The reply must contain all of the records, unchanged.

━━ Extracted information

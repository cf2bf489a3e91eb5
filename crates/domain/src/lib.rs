//! Domain layer for the TrackHub backend.
//!
//! This crate contains:
//! - Domain models (Position, Device, Event, Command, Geofence)
//! - Business logic services (geofence spatial index)
//! - Collaborator traits consumed by the core (stores, user access, SMS)

pub mod models;
pub mod services;
//! Shared utilities and common types for the TrackHub backend.
//!
//! This crate provides common functionality used across all other crates:
//! - Geodesy math (great-circle distance, bounding boxes)
//! - Common validation logic

pub mod geodesy;
pub mod validation;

━━━━

• Solved exercise
repository cf2bf489a3e91eb5
filename crates/domain/src/lib.rs
//! Domain layer for the TrackHub backend.
//!
//! This crate contains:
//! - Domain models (Position, Device, Event, Command, Geofence)
//! - Business logic services (geofence spatial index)
//! - Collaborator traits consumed by the core (stores, user access, SMS)

pub mod models;
pub mod services;
//! Shared utilities and common types for the TrackHub backend.
//!
//! This crate provides common functionality used across all other crates:
//! - Geodesy math (great-circle distance, bounding boxes)
//! - Common validation logic

pub mod geodesy;
pub mod validation;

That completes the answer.